### Task objective:
Your answer should be an exact copy of the lines from the start of the entries to the line containing "order (row-major bricks)", both included.

(Stored records)
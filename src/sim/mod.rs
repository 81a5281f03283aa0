//! Deterministic simulation module
//!
//! All gameplay logic lives here. This module must be pure and deterministic:
//! - Fixed timestep only
//! - Seeded RNG only
//! - Stable iteration order (row-major bricks)
//! - No rendering or platform dependencies

pub mod autopilot;
pub mod ball;
pub mod collision;
pub mod paddle;
pub mod rect;
pub mod state;
pub mod tick;
pub mod wall;

pub use autopilot::autopilot_input;
pub use ball::{Ball, BallState};
pub use collision::{BounceDirection, CollisionResult, bounce_direction};
pub use paddle::Paddle;
pub use rect::Rect;
pub use state::{GamePhase, GameStateManager, PhaseEvent, Resume, transition};
pub use tick::{GameEvent, GameState, TickInput, TickReport, tick};
pub use wall::{Brick, BrickWall, choose_special_indices};
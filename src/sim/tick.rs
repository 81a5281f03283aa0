//! Fixed timestep simulation tick
//!
//! Core game loop that advances the match deterministically.

use rand::SeedableRng;
use rand_pcg::Pcg32;

use super::ball::Ball;
use super::collision::BounceDirection;
use super::paddle::Paddle;
use super::state::{GamePhase, GameStateManager, PhaseEvent};
use super::wall::BrickWall;
use crate::config::Config;

/// Input commands for a single tick (deterministic)
#[derive(Debug, Clone, Default)]
pub struct TickInput {
    /// Pointer x in playfield coordinates (paddle center target)
    pub pointer_x: Option<f32>,
    /// Launch the docked ball (click/space)
    pub launch: bool,
    /// Start a new match after a win
    pub restart: bool,
    /// Pause toggle
    pub pause: bool,
}

impl TickInput {
    /// Fold a newer poll into input that is still waiting for a tick.
    ///
    /// One-shot actions accumulate; the pointer takes the latest reading.
    pub fn merge(&mut self, newer: &TickInput) {
        if newer.pointer_x.is_some() {
            self.pointer_x = newer.pointer_x;
        }
        self.launch |= newer.launch;
        self.restart |= newer.restart;
        self.pause |= newer.pause;
    }

    /// Forget one-shot actions after a tick has seen them
    pub fn consume_one_shots(&mut self) {
        self.launch = false;
        self.restart = false;
        self.pause = false;
    }
}

/// Something that happened during a tick
#[derive(Debug, Clone, Copy, PartialEq, Eq)]
pub enum GameEvent {
    Launched,
    WallBounce,
    PaddleHit,
    BricksDestroyed { count: u32, exploded: bool },
    BallLost,
    Cleared,
    Restarted,
    Paused,
    Resumed,
}

/// What a tick did
#[derive(Debug, Clone, Default)]
pub struct TickReport {
    pub events: Vec<GameEvent>,
    /// Number of paddle shrink calls made this tick
    pub shrinks: u32,
}

impl TickReport {
    pub fn contains(&self, event: GameEvent) -> bool {
        self.events.contains(&event)
    }

    /// Bricks destroyed this tick, explosion casualties included
    pub fn bricks_destroyed(&self) -> u32 {
        self.events
            .iter()
            .map(|e| match e {
                GameEvent::BricksDestroyed { count, .. } => *count,
                _ => 0,
            })
            .sum()
    }
}

/// Complete match state, owned by the game loop
#[derive(Debug, Clone)]
pub struct GameState {
    pub config: Config,
    /// Run seed for reproducibility
    pub seed: u64,
    rng: Pcg32,
    pub paddle: Paddle,
    pub ball: Ball,
    pub wall: BrickWall,
    pub manager: GameStateManager,
    /// Simulation tick counter (not advanced while paused)
    pub time_ticks: u64,
    /// Matches started, the current one included
    pub matches: u32,
}

impl GameState {
    /// Create a new match with the given seed
    pub fn new(config: Config, seed: u64) -> Self {
        let mut rng = Pcg32::seed_from_u64(seed);
        let wall = BrickWall::generate(&config.bricks, config.window.width, &mut rng);
        let paddle = Paddle::new(&config);
        let ball = Ball::new(&config, &paddle);

        log::info!(
            "New match (seed {seed}): {} bricks, {} explosive",
            wall.bricks().len(),
            wall.special_count()
        );

        Self {
            config,
            seed,
            rng,
            paddle,
            ball,
            wall,
            manager: GameStateManager::new(),
            time_ticks: 0,
            matches: 1,
        }
    }

    #[inline]
    pub fn phase(&self) -> GamePhase {
        self.manager.phase()
    }

    #[inline]
    pub fn score(&self) -> u64 {
        self.manager.score()
    }

    /// Milliseconds of simulated time
    pub fn elapsed_ms(&self) -> u64 {
        self.time_ticks * 1000 / u64::from(self.config.window.tick_rate)
    }

    /// Dock the ball above the paddle after it was lost. Score and wall persist.
    pub fn reset_ball(&mut self) {
        self.ball.reset_on(&self.paddle);
    }

    /// Discard wall, paddle, ball and score for a fresh match.
    ///
    /// The phase is not touched; `tick` drives it through `PhaseEvent::Restart`.
    /// The RNG keeps running, so the new wall gets a new explosive layout.
    pub fn restart(&mut self) {
        self.wall =
            BrickWall::generate(&self.config.bricks, self.config.window.width, &mut self.rng);
        self.paddle = Paddle::new(&self.config);
        self.ball = Ball::new(&self.config, &self.paddle);
        self.manager.clear_score();
        self.matches += 1;
        log::info!(
            "Match {} started: {} explosive bricks",
            self.matches,
            self.wall.special_count()
        );
    }

    /// Apply a phase event. Returns whether the phase changed.
    fn apply(&mut self, event: PhaseEvent) -> bool {
        self.manager.handle(event).is_some()
    }
}

/// Advance the match by one fixed tick.
///
/// Order: input edges, paddle, then either the docked ball follows the
/// paddle or the free ball moves and resolves walls, paddle, bricks, win and
/// out-of-bounds in that order.
pub fn tick(state: &mut GameState, input: &TickInput) -> TickReport {
    let mut report = TickReport::default();

    if input.pause && state.apply(PhaseEvent::TogglePause) {
        if state.manager.is_paused() {
            log::info!("Paused");
            report.events.push(GameEvent::Paused);
        } else {
            log::info!("Resumed");
            report.events.push(GameEvent::Resumed);
        }
    }
    if state.manager.is_paused() {
        return report;
    }

    if input.restart && state.apply(PhaseEvent::Restart) {
        state.restart();
        report.events.push(GameEvent::Restarted);
    }

    if input.launch && state.apply(PhaseEvent::Launch) {
        state.ball.start();
        log::info!("Ball launched");
        report.events.push(GameEvent::Launched);
    }

    state.time_ticks += 1;

    if let Some(x) = input.pointer_x {
        state.paddle.update(x);
    }

    match state.phase() {
        GamePhase::WaitingToStart => state.ball.follow_paddle(&state.paddle),
        GamePhase::Playing => step_playing(state, &mut report),
        GamePhase::Win | GamePhase::Paused { .. } => {}
    }

    report
}

fn step_playing(state: &mut GameState, report: &mut TickReport) {
    state.ball.advance();

    if state.ball.check_wall_collision() {
        report.events.push(GameEvent::WallBounce);
    }

    if state.ball.check_paddle_collision(&state.paddle) {
        report.events.push(GameEvent::PaddleHit);
    }

    let result = state.wall.check_collision(&state.ball.bounds());
    if result.hit {
        state
            .manager
            .add_score(state.config.scoring.points_per_brick * u64::from(result.hit_count));

        for _ in 0..result.hit_count {
            state.paddle.shrink();
            report.shrinks += 1;
        }
        log::debug!(
            "Destroyed {} brick(s), paddle width now {}",
            result.hit_count,
            state.paddle.width()
        );

        match result.direction {
            BounceDirection::Horizontal => state.ball.bounce_horizontal(),
            BounceDirection::Vertical => state.ball.bounce_vertical(),
        }
        report.events.push(GameEvent::BricksDestroyed {
            count: result.hit_count,
            exploded: result.exploded,
        });
    }

    if state.wall.remaining_count() == 0 && state.apply(PhaseEvent::WallCleared) {
        state.ball.halt();
        log::info!("Wall cleared! Final score {}", state.score());
        report.events.push(GameEvent::Cleared);
    }

    if state.ball.is_out_of_bounds() && state.apply(PhaseEvent::BallLost) {
        state.reset_ball();
        log::info!("Ball lost, score {}", state.score());
        report.events.push(GameEvent::BallLost);
    }
}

### Your solution:
filename src/sim/mod.rs
repository 81a5281f03283aa0
//! Deterministic simulation module
//!
//! All gameplay logic lives here. This module must be pure and deterministic:
//! - Fixed timestep only
//! - Seeded RNG only
//! - Stable iteration order (row-major bricks)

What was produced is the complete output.